[Saved entries]
[Start of Attachment]

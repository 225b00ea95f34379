//! SQLite 기반 상태 저장소
//!
//! 체인 상태와 플레이어 통계를 JSON 블롭으로 저장합니다.

use std::path::Path;

use rusqlite::{params, Connection, OptionalExtension};

use crate::game::ChainState;
use crate::stats::PlayerStats;

use super::{GameStore, StoreError};

/// SQLite 상태 저장소
pub struct SqliteStore {
    conn: Connection,
}

impl SqliteStore {
    /// 파일 경로로 저장소 열기 (없으면 생성)
    pub fn open(path: impl AsRef<Path>) -> Result<Self, StoreError> {
        log::debug!("상태 저장소 열기: {}", path.as_ref().display());
        let conn = Connection::open(path)?;
        let store = Self { conn };
        store.initialize_schema()?;
        Ok(store)
    }

    /// 메모리 저장소 열기 (테스트용)
    pub fn open_in_memory() -> Result<Self, StoreError> {
        let conn = Connection::open_in_memory()?;
        let store = Self { conn };
        store.initialize_schema()?;
        Ok(store)
    }

    fn initialize_schema(&self) -> Result<(), StoreError> {
        self.conn.execute_batch(
            "CREATE TABLE IF NOT EXISTS chain_states (
                surface_id INTEGER PRIMARY KEY,
                state TEXT NOT NULL
            );
            CREATE TABLE IF NOT EXISTS player_stats (
                player_id INTEGER PRIMARY KEY,
                stats TEXT NOT NULL
            );",
        )?;
        Ok(())
    }
}

impl GameStore for SqliteStore {
    fn load_chain(&self, surface_id: u64) -> Result<Option<ChainState>, StoreError> {
        let json: Option<String> = self
            .conn
            .query_row(
                "SELECT state FROM chain_states WHERE surface_id = ?1",
                params![surface_id as i64],
                |row| row.get(0),
            )
            .optional()?;
        match json {
            Some(json) => Ok(Some(serde_json::from_str(&json)?)),
            None => Ok(None),
        }
    }

    fn save_chain(&self, state: &ChainState) -> Result<(), StoreError> {
        let json = serde_json::to_string(state)?;
        self.conn.execute(
            "INSERT INTO chain_states (surface_id, state) VALUES (?1, ?2)
             ON CONFLICT (surface_id) DO UPDATE SET state = excluded.state",
            params![state.surface_id as i64, json],
        )?;
        Ok(())
    }

    fn load_stats(&self, player_id: u64) -> Result<Option<PlayerStats>, StoreError> {
        let json: Option<String> = self
            .conn
            .query_row(
                "SELECT stats FROM player_stats WHERE player_id = ?1",
                params![player_id as i64],
                |row| row.get(0),
            )
            .optional()?;
        match json {
            Some(json) => Ok(Some(serde_json::from_str(&json)?)),
            None => Ok(None),
        }
    }

    fn save_stats(&self, stats: &PlayerStats) -> Result<(), StoreError> {
        let json = serde_json::to_string(stats)?;
        self.conn.execute(
            "INSERT INTO player_stats (player_id, stats) VALUES (?1, ?2)
             ON CONFLICT (player_id) DO UPDATE SET stats = excluded.stats",
            params![stats.player_id as i64, json],
        )?;
        Ok(())
    }
}
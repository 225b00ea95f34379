//! 사전 덤프 적재기
//!
//! 우리말샘 내려받기 형식(`channel.item[].word_info`)의 JSON을 단어
//! 레코드로 변환하고 SQLite 사전에 일괄 적재합니다.

use lazy_static::lazy_static;
use regex::Regex;
use serde_json::Value;

use super::{CorpusError, Sense, SqliteCorpus, Word};

/// 일괄 적재 배치 크기
const BATCH_SIZE: usize = 500;

lazy_static! {
    static ref TRAILING_DIGITS: Regex = Regex::new(r"(\d+)$").unwrap();
    static ref BRACKETED: Regex = Regex::new(r"\([^)]*\)|\[[^\]]*\]").unwrap();
}

/// 표제어 정규화
///
/// 말미 숫자는 동형어 번호로 분리하고, 붙임표/어깨점/공백/괄호 구간을
/// 제거한다. 예: "덮-밥" -> ("덮밥", None), "사과01" -> ("사과", Some(1)).
pub fn normalize_headword(raw: &str) -> (String, Option<u32>) {
    let (stem, number) = match TRAILING_DIGITS.find(raw) {
        Some(m) => (&raw[..m.start()], m.as_str().parse().ok()),
        None => (raw, None),
    };
    let stripped = BRACKETED.replace_all(stem, "");
    let text: String = stripped
        .chars()
        .filter(|c| !matches!(c, '-' | '^' | ' '))
        .collect();
    (text, number)
}

/// 사전 덤프 JSON을 단어 레코드 목록으로 파싱
pub fn parse_dictionary(json: &str) -> Result<Vec<Word>, CorpusError> {
    let value: Value = serde_json::from_str(json)?;
    let items = value
        .get("channel")
        .and_then(|channel| channel.get("item"))
        .and_then(Value::as_array)
        .ok_or_else(|| CorpusError::Format("channel.item 배열이 없습니다".into()))?;

    let mut words = Vec::with_capacity(items.len());
    for item in items {
        let info = item
            .get("word_info")
            .ok_or_else(|| CorpusError::Format("word_info 필드가 없습니다".into()))?;
        words.push(parse_word_info(info)?);
    }
    Ok(words)
}

/// 파싱한 사전 덤프를 SQLite 사전에 일괄 적재
///
/// 적재한 레코드 수를 반환한다.
pub fn load_dictionary(corpus: &mut SqliteCorpus, json: &str) -> Result<usize, CorpusError> {
    let words = parse_dictionary(json)?;
    let mut loaded = 0;
    for batch in words.chunks(BATCH_SIZE) {
        loaded += corpus.insert_words(batch)?;
        log::debug!("단어 {}개 적재", loaded);
    }
    log::info!("사전 적재 완료: {}개", loaded);
    Ok(loaded)
}

fn parse_word_info(info: &Value) -> Result<Word, CorpusError> {
    let raw = info
        .get("word")
        .and_then(Value::as_str)
        .ok_or_else(|| CorpusError::Format("word 필드가 없습니다".into()))?;
    let (text, word_number) = normalize_headword(raw);

    // pronunciation_info는 배열과 단일 객체 형태가 모두 존재함
    let pronunciations = match info.get("pronunciation_info") {
        Some(Value::Array(list)) => list
            .iter()
            .filter_map(|p| p.get("pronunciation").and_then(Value::as_str))
            .map(str::to_string)
            .collect(),
        Some(Value::Object(object)) => object
            .get("pronunciation")
            .and_then(Value::as_str)
            .map(str::to_string)
            .into_iter()
            .collect(),
        _ => Vec::new(),
    };

    let word_type = info
        .get("word_type")
        .and_then(Value::as_str)
        .map(str::to_string);
    let word_unit = info
        .get("word_unit")
        .and_then(Value::as_str)
        .map(str::to_string);

    // pos_info[].comm_pattern_info[].sense_info[] 순서대로 뜻풀이 수집
    let mut senses = Vec::new();
    if let Some(pos_list) = info.get("pos_info").and_then(Value::as_array) {
        for pos in pos_list {
            if let Some(patterns) = pos.get("comm_pattern_info").and_then(Value::as_array) {
                for pattern in patterns {
                    if let Some(sense_list) = pattern.get("sense_info").and_then(Value::as_array) {
                        for sense in sense_list {
                            senses.push(parse_sense(sense));
                        }
                    }
                }
            }
        }
    }

    let related_words = match info.get("relation_info").and_then(Value::as_array) {
        Some(list) => list
            .iter()
            .filter_map(|relation| relation.get("word").and_then(Value::as_str))
            .map(str::to_string)
            .collect(),
        None => Vec::new(),
    };

    Ok(Word {
        text,
        word_number,
        pronunciations,
        word_type,
        word_unit,
        senses,
        related_words,
    })
}

fn parse_sense(sense: &Value) -> Sense {
    let definition = sense
        .get("definition")
        .and_then(Value::as_str)
        .unwrap_or("뜻풀이 없음")
        .to_string();
    let examples = sense
        .get("example_info")
        .and_then(Value::as_array)
        .map(|list| {
            list.iter()
                .filter_map(|example| example.get("example").and_then(Value::as_str))
                .map(str::to_string)
                .collect()
        })
        .unwrap_or_default();
    Sense {
        definition,
        examples,
    }
}

#[cfg(test)]
mod tests {
    use super::*;
    use crate::corpus::Corpus;

    fn sample_dump() -> &'static str {
        r#"{
            "channel": {
                "item": [
                    {
                        "word_info": {
                            "word": "사과01",
                            "pronunciation_info": [{"pronunciation": "사과"}],
                            "word_type": "일반어",
                            "word_unit": "단어",
                            "pos_info": [{
                                "comm_pattern_info": [{
                                    "sense_info": [{
                                        "definition": "사과나무의 열매.",
                                        "example_info": [{"example": "사과가 익었다."}]
                                    }]
                                }]
                            }],
                            "relation_info": [{"word": "능금", "type": "비슷한말"}]
                        }
                    },
                    {
                        "word_info": {
                            "word": "덮-밥"
                        }
                    }
                ]
            }
        }"#
    }

    #[test]
    fn test_normalize_headword() {
        assert_eq!(normalize_headword("사과01"), ("사과".to_string(), Some(1)));
        assert_eq!(normalize_headword("덮-밥"), ("덮밥".to_string(), None));
        assert_eq!(normalize_headword("김^밥"), ("김밥".to_string(), None));
        assert_eq!(
            normalize_headword("가다(멀리)"),
            ("가다".to_string(), None)
        );
        assert_eq!(normalize_headword("사과"), ("사과".to_string(), None));
    }

    #[test]
    fn test_parse_dictionary() {
        let words = parse_dictionary(sample_dump()).unwrap();
        assert_eq!(words.len(), 2);

        let apple = &words[0];
        assert_eq!(apple.text, "사과");
        assert_eq!(apple.word_number, Some(1));
        assert_eq!(apple.pronunciations, vec!["사과"]);
        assert_eq!(apple.word_type.as_deref(), Some("일반어"));
        assert_eq!(apple.senses.len(), 1);
        assert_eq!(apple.senses[0].definition, "사과나무의 열매.");
        assert_eq!(apple.senses[0].examples, vec!["사과가 익었다."]);
        assert_eq!(apple.related_words, vec!["능금"]);

        assert_eq!(words[1].text, "덮밥");
        assert!(words[1].senses.is_empty());
    }

    #[test]
    fn test_parse_dictionary_bad_shape() {
        assert!(matches!(
            parse_dictionary(r#"{"channel": {}}"#),
            Err(CorpusError::Format(_))
        ));
        assert!(matches!(
            parse_dictionary(r#"{"channel": {"item": [{}]}}"#),
            Err(CorpusError::Format(_))
        ));
    }

    #[test]
    fn test_load_dictionary_into_sqlite() {
        let mut corpus = SqliteCorpus::open_in_memory().unwrap();
        let loaded = load_dictionary(&mut corpus, sample_dump()).unwrap();
        assert_eq!(loaded, 2);
        assert!(corpus.exists("사과").unwrap());
        assert!(corpus.exists("덮밥").unwrap());
    }
}
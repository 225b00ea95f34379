//! 끝말잇기 게임 상태 기계
//!
//! 체인 상태(`ChainState`)와 게임 엔진(`GameEngine`)을 제공합니다.
//! 엔진은 사전(`Corpus`)과 설정을 받아 수 검증, 게임 오버 판정, 시작
//! 단어 선정을 수행하고, 판정 결과를 [`GameEvent`]로 돌려줍니다.
//! 사용자 메시지 렌더링은 이 크레이트를 소비하는 표시 계층의 몫입니다.
//!
//! # 사용 예시
//!
//! ```
//! use kkeutmal::config::GameConfig;
//! use kkeutmal::corpus::{MemoryCorpus, Word};
//! use kkeutmal::game::{ChainState, GameEngine, GameEvent};
//!
//! let mut corpus = MemoryCorpus::with_seed(7);
//! corpus.insert(Word::new("사과"));
//! corpus.insert(Word::new("과일"));
//!
//! let engine = GameEngine::new(corpus, GameConfig::default());
//! let mut state = ChainState::new(1);
//! state.initialize("사과", 100);
//!
//! let event = engine.validate_move(&mut state, "과일", 101).unwrap();
//! assert!(matches!(event, GameEvent::Accepted { combo: 2, .. }));
//! ```

mod chain;
mod engine;

pub use chain::{ChainEntry, ChainState, ExternalRef};
pub use engine::{EngineError, GameEngine, GameEvent, RejectReason};
//! SQLite 기반 사전 저장소
//!
//! DISTINCT/LIKE/ORDER BY/LIMIT 조합으로 접두사 질의를, `ORDER BY RANDOM()`으로
//! 무작위 추출을 구현합니다.

use std::collections::HashSet;
use std::path::Path;

use rusqlite::{params, Connection, OptionalExtension};

use super::{sanitize_input, Corpus, CorpusError, Word};

/// LIKE 패턴 이스케이프
///
/// `sanitize_input`이 `%`는 걸러내지만 `_`는 단어 문자라 남는다.
fn escape_like(input: &str) -> String {
    let mut escaped = String::with_capacity(input.len());
    for c in input.chars() {
        if matches!(c, '\\' | '%' | '_') {
            escaped.push('\\');
        }
        escaped.push(c);
    }
    escaped
}

/// SQLite 사전
pub struct SqliteCorpus {
    conn: Connection,
}

impl SqliteCorpus {
    /// 파일 경로로 사전 열기 (없으면 생성)
    pub fn open(path: impl AsRef<Path>) -> Result<Self, CorpusError> {
        log::debug!("사전 저장소 열기: {}", path.as_ref().display());
        let conn = Connection::open(path)?;
        let corpus = Self { conn };
        corpus.initialize_schema()?;
        Ok(corpus)
    }

    /// 메모리 사전 열기 (테스트용)
    pub fn open_in_memory() -> Result<Self, CorpusError> {
        let conn = Connection::open_in_memory()?;
        let corpus = Self { conn };
        corpus.initialize_schema()?;
        Ok(corpus)
    }

    fn initialize_schema(&self) -> Result<(), CorpusError> {
        self.conn.execute_batch(
            "CREATE TABLE IF NOT EXISTS words (
                id INTEGER PRIMARY KEY AUTOINCREMENT,
                word TEXT NOT NULL,
                word_number INTEGER,
                pronunciations TEXT NOT NULL DEFAULT '[]',
                word_type TEXT,
                word_unit TEXT,
                senses TEXT NOT NULL DEFAULT '[]',
                related_words TEXT NOT NULL DEFAULT '[]',
                UNIQUE (word, word_number)
            );
            CREATE INDEX IF NOT EXISTS idx_words_word ON words (word);",
        )?;
        Ok(())
    }

    /// 단어 레코드 일괄 삽입 (같은 표제어+번호는 갱신)
    pub fn insert_words(&mut self, words: &[Word]) -> Result<usize, CorpusError> {
        let tx = self.conn.transaction()?;
        {
            let mut stmt = tx.prepare(
                "INSERT INTO words
                     (word, word_number, pronunciations, word_type, word_unit, senses, related_words)
                 VALUES (?1, ?2, ?3, ?4, ?5, ?6, ?7)
                 ON CONFLICT (word, word_number) DO UPDATE SET
                     pronunciations = excluded.pronunciations,
                     word_type = excluded.word_type,
                     word_unit = excluded.word_unit,
                     senses = excluded.senses,
                     related_words = excluded.related_words",
            )?;
            for word in words {
                stmt.execute(params![
                    word.text,
                    word.word_number,
                    serde_json::to_string(&word.pronunciations)?,
                    word.word_type,
                    word.word_unit,
                    serde_json::to_string(&word.senses)?,
                    serde_json::to_string(&word.related_words)?,
                ])?;
            }
        }
        tx.commit()?;
        Ok(words.len())
    }
}

impl Corpus for SqliteCorpus {
    fn exists(&self, word: &str) -> Result<bool, CorpusError> {
        let found: bool = self.conn.query_row(
            "SELECT EXISTS (SELECT 1 FROM words WHERE word = ?1)",
            params![sanitize_input(word)],
            |row| row.get(0),
        )?;
        Ok(found)
    }

    fn definitions(&self, word: &str) -> Result<Vec<Word>, CorpusError> {
        let mut stmt = self.conn.prepare(
            "SELECT word, word_number, pronunciations, word_type, word_unit, senses, related_words
             FROM words WHERE word = ?1
             ORDER BY word_number",
        )?;
        let rows = stmt.query_map(params![sanitize_input(word)], |row| {
            Ok((
                row.get::<_, String>(0)?,
                row.get::<_, Option<u32>>(1)?,
                row.get::<_, String>(2)?,
                row.get::<_, Option<String>>(3)?,
                row.get::<_, Option<String>>(4)?,
                row.get::<_, String>(5)?,
                row.get::<_, String>(6)?,
            ))
        })?;

        let mut words = Vec::new();
        for row in rows {
            let (text, word_number, pronunciations, word_type, word_unit, senses, related_words) =
                row?;
            words.push(Word {
                text,
                word_number,
                pronunciations: serde_json::from_str(&pronunciations)?,
                word_type,
                word_unit,
                senses: serde_json::from_str(&senses)?,
                related_words: serde_json::from_str(&related_words)?,
            });
        }
        Ok(words)
    }

    fn autocomplete(&self, prefix: &str, limit: usize) -> Result<Vec<String>, CorpusError> {
        let pattern = format!("{}%", escape_like(&sanitize_input(prefix)));
        let mut stmt = self.conn.prepare(&format!(
            "SELECT DISTINCT word FROM words
             WHERE word LIKE ?1 ESCAPE '\\'
             ORDER BY word LIMIT {}",
            limit
        ))?;
        let rows = stmt.query_map(params![pattern], |row| row.get::<_, String>(0))?;
        Ok(rows.collect::<rusqlite::Result<Vec<_>>>()?)
    }

    fn linkable(
        &self,
        start: char,
        excluding: &[String],
        limit: usize,
    ) -> Result<Vec<String>, CorpusError> {
        let sanitized = sanitize_input(&start.to_string());
        if sanitized.is_empty() {
            return Ok(Vec::new());
        }
        let pattern = format!("{}%", escape_like(&sanitized));
        // 제외 목록만큼 넉넉히 읽어온 뒤 걸러낸다
        let mut stmt = self.conn.prepare(&format!(
            "SELECT DISTINCT word FROM words
             WHERE word LIKE ?1 ESCAPE '\\'
             ORDER BY word LIMIT {}",
            limit + excluding.len()
        ))?;
        let excluded: HashSet<&str> = excluding.iter().map(String::as_str).collect();
        let rows = stmt.query_map(params![pattern], |row| row.get::<_, String>(0))?;

        let mut words = Vec::new();
        for row in rows {
            if words.len() >= limit {
                break;
            }
            let word = row?;
            if excluded.contains(word.as_str()) {
                continue;
            }
            words.push(word);
        }
        Ok(words)
    }

    fn random_word(&self) -> Result<String, CorpusError> {
        self.conn
            .query_row("SELECT word FROM words ORDER BY RANDOM() LIMIT 1", [], |row| {
                row.get(0)
            })
            .optional()?
            .ok_or(CorpusError::EmptyCorpus)
    }
}

#[cfg(test)]
mod tests {
    use super::*;
    use crate::corpus::Sense;

    fn fixture() -> SqliteCorpus {
        let mut corpus = SqliteCorpus::open_in_memory().unwrap();
        let words: Vec<Word> = ["사과", "사다리", "사슴", "과일", "과자", "일몰"]
            .iter()
            .map(|&text| Word::new(text))
            .collect();
        corpus.insert_words(&words).unwrap();
        corpus
    }

    #[test]
    fn test_exists() {
        let corpus = fixture();
        assert!(corpus.exists("사과").unwrap());
        assert!(!corpus.exists("없는단어").unwrap());
    }

    #[test]
    fn test_definitions_round_trip() {
        let mut corpus = SqliteCorpus::open_in_memory().unwrap();
        let word = Word {
            text: "사과".to_string(),
            word_number: Some(1),
            pronunciations: vec!["사과".to_string()],
            word_type: Some("명사".to_string()),
            word_unit: Some("단어".to_string()),
            senses: vec![Sense {
                definition: "사과나무의 열매.".to_string(),
                examples: vec!["사과가 익었다.".to_string()],
            }],
            related_words: vec!["능금".to_string()],
        };
        corpus.insert_words(std::slice::from_ref(&word)).unwrap();

        let definitions = corpus.definitions("사과").unwrap();
        assert_eq!(definitions, vec![word]);
    }

    #[test]
    fn test_definitions_homograph_order() {
        let mut corpus = SqliteCorpus::open_in_memory().unwrap();
        let second = Word {
            word_number: Some(2),
            ..Word::new("사과")
        };
        let first = Word {
            word_number: Some(1),
            ..Word::new("사과")
        };
        corpus.insert_words(&[second, first]).unwrap();

        let numbers: Vec<Option<u32>> = corpus
            .definitions("사과")
            .unwrap()
            .iter()
            .map(|w| w.word_number)
            .collect();
        assert_eq!(numbers, vec![Some(1), Some(2)]);
    }

    #[test]
    fn test_insert_words_upsert() {
        let mut corpus = SqliteCorpus::open_in_memory().unwrap();
        let word = Word {
            word_number: Some(1),
            word_type: Some("명사".to_string()),
            ..Word::new("사과")
        };
        corpus.insert_words(std::slice::from_ref(&word)).unwrap();

        let updated = Word {
            word_type: Some("감탄사".to_string()),
            ..word
        };
        corpus.insert_words(std::slice::from_ref(&updated)).unwrap();

        let definitions = corpus.definitions("사과").unwrap();
        assert_eq!(definitions.len(), 1);
        assert_eq!(definitions[0].word_type.as_deref(), Some("감탄사"));
    }

    #[test]
    fn test_autocomplete_sorted_and_limited() {
        let corpus = fixture();
        assert_eq!(
            corpus.autocomplete("사", 15).unwrap(),
            vec!["사과", "사다리", "사슴"]
        );
        assert_eq!(corpus.autocomplete("사", 2).unwrap(), vec!["사과", "사다리"]);
        assert!(corpus.autocomplete("없", 15).unwrap().is_empty());
    }

    #[test]
    fn test_autocomplete_sanitizes_pattern() {
        let corpus = fixture();
        // `%`가 살아남으면 전체 표제어가 매칭되므로 제거되어야 함
        assert_eq!(corpus.autocomplete("%", 15).unwrap().len(), 6);
        assert_eq!(corpus.autocomplete("사%", 15).unwrap().len(), 3);
    }

    #[test]
    fn test_linkable_excludes_used_words() {
        let corpus = fixture();
        assert_eq!(corpus.linkable('과', &[], 10).unwrap(), vec!["과일", "과자"]);

        let used = vec!["과일".to_string()];
        assert_eq!(corpus.linkable('과', &used, 10).unwrap(), vec!["과자"]);

        let all_used = vec!["과일".to_string(), "과자".to_string()];
        assert!(corpus.linkable('과', &all_used, 10).unwrap().is_empty());
    }

    #[test]
    fn test_random_word_from_corpus() {
        let corpus = fixture();
        let word = corpus.random_word().unwrap();
        assert!(corpus.exists(&word).unwrap());
    }

    #[test]
    fn test_random_word_empty_corpus() {
        let corpus = SqliteCorpus::open_in_memory().unwrap();
        assert!(matches!(
            corpus.random_word(),
            Err(CorpusError::EmptyCorpus)
        ));
    }
}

[End of Attachment]

# WHAT IS BEING ASKED
Repeat the data word for word, starting at its first line and stopping after the line that contains "저장소 열기 (테스트용)".

# RESPONSE TO THE TASK
repository 225b00ea95f34379
//! SQLite 기반 상태 저장소
//!
//! 체인 상태와 플레이어 통계를 JSON 블롭으로 저장합니다.

use std::path::Path;

use rusqlite::{params, Connection, OptionalExtension};

use crate::game::ChainState;
use crate::stats::PlayerStats;

use super::{GameStore, StoreError};

/// SQLite 상태 저장소
pub struct SqliteStore {
    conn: Connection,
}

impl SqliteStore {
    /// 파일 경로로 저장소 열기 (없으면 생성)
    pub fn open(path: impl AsRef<Path>) -> Result<Self, StoreError> {
        log::debug!("상태 저장소 열기: {}", path.as_ref().display());
        let conn = Connection::open(path)?;
        let store = Self { conn };
        store.initialize_schema()?;
        Ok(store)
    }

    /// 메모리 저장소 열기 (테스트용)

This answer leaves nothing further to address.